Start of Block
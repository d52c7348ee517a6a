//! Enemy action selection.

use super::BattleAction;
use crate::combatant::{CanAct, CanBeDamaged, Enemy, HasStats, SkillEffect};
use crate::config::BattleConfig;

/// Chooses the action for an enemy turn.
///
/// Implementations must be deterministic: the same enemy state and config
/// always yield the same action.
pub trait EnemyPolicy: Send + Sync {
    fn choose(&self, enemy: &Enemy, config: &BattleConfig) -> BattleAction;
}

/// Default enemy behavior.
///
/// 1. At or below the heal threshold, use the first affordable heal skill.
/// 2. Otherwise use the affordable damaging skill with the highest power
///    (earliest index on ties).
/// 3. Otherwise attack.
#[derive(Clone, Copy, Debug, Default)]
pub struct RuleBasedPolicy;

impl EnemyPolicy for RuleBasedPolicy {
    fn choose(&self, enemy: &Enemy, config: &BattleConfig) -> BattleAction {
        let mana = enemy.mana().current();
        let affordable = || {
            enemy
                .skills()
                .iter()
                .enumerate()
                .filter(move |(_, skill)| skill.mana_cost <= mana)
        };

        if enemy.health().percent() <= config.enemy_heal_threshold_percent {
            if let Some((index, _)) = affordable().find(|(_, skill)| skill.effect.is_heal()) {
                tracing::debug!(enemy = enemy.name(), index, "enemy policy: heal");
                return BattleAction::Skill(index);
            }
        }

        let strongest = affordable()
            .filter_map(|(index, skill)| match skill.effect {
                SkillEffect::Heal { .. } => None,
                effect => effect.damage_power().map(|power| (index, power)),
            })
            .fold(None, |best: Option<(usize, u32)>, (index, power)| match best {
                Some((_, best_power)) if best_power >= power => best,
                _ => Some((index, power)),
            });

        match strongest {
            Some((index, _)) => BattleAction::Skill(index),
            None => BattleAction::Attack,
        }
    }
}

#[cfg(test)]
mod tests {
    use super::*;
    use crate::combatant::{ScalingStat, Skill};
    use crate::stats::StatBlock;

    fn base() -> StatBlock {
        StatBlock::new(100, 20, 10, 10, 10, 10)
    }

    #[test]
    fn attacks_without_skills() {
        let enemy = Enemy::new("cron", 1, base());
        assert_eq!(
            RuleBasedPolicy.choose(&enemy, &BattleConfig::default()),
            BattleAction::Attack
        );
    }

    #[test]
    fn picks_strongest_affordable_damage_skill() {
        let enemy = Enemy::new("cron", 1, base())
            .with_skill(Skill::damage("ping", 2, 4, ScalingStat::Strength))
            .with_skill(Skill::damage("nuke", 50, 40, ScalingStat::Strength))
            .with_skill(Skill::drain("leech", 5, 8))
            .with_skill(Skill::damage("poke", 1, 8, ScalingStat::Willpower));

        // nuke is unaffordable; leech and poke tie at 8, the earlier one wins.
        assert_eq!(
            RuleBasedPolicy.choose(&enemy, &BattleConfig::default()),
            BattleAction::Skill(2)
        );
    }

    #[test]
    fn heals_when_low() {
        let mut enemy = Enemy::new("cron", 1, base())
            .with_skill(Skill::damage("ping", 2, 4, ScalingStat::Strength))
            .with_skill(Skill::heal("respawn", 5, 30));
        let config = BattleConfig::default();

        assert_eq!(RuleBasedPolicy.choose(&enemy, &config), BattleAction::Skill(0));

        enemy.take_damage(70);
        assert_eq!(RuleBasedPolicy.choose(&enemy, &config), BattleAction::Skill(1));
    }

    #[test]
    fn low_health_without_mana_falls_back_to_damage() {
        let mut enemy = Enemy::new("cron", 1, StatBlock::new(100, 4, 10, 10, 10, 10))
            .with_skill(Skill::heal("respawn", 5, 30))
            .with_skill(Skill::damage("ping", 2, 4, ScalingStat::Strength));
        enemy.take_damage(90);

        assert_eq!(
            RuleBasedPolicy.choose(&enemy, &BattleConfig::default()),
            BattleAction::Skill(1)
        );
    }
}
End of Block
Start of Block
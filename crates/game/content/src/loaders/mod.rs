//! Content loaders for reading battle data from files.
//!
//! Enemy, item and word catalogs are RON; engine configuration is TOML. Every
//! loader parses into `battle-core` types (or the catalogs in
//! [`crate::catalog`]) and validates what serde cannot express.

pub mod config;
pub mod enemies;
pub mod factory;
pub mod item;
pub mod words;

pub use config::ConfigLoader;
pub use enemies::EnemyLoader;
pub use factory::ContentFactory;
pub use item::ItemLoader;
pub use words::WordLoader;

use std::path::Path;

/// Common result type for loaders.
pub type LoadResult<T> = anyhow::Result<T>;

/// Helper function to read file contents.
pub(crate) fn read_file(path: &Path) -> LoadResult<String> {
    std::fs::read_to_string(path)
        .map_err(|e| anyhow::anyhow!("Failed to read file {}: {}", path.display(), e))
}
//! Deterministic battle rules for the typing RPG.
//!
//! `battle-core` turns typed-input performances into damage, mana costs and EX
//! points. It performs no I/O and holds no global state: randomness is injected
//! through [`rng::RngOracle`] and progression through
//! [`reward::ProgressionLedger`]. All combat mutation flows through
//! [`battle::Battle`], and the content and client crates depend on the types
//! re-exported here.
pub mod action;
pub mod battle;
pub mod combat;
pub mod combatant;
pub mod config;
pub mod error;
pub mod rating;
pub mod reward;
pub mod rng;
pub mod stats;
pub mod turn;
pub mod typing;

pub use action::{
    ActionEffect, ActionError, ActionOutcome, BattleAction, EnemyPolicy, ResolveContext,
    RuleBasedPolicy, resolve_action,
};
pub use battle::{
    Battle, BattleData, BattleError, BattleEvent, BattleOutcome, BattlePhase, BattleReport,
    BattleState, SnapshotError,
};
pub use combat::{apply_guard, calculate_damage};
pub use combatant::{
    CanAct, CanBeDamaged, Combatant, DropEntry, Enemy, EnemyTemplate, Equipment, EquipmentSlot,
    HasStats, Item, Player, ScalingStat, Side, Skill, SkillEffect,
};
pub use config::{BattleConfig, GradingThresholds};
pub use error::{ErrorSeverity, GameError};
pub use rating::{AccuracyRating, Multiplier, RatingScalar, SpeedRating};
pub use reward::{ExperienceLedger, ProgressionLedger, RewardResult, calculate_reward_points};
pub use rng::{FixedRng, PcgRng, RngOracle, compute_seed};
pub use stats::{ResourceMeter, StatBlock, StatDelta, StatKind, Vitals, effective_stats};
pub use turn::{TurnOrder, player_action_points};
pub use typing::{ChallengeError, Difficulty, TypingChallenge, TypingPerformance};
End of Block
Start of Block
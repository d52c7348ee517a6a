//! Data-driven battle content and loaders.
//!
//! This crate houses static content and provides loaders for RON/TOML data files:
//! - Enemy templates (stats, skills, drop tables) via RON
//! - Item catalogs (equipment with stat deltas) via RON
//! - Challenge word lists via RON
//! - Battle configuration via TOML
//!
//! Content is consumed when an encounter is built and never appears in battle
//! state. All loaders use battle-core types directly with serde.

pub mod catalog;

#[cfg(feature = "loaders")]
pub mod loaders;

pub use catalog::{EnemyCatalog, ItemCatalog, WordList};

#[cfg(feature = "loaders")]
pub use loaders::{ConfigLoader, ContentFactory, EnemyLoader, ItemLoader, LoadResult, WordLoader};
End of Block
• _Exercise brief_:
Copy all lines from the data that hold the word "RuleBasedPolicy".

• _Exercise answer_:
pub struct RuleBasedPolicy;
impl EnemyPolicy for RuleBasedPolicy {
            RuleBasedPolicy.choose(&enemy, &BattleConfig::default()),
            RuleBasedPolicy.choose(&enemy, &BattleConfig::default()),
        assert_eq!(RuleBasedPolicy.choose(&enemy, &config), BattleAction::Skill(0));
        assert_eq!(RuleBasedPolicy.choose(&enemy, &config), BattleAction::Skill(1));
            RuleBasedPolicy.choose(&enemy, &BattleConfig::default()),
    RuleBasedPolicy, resolve_action,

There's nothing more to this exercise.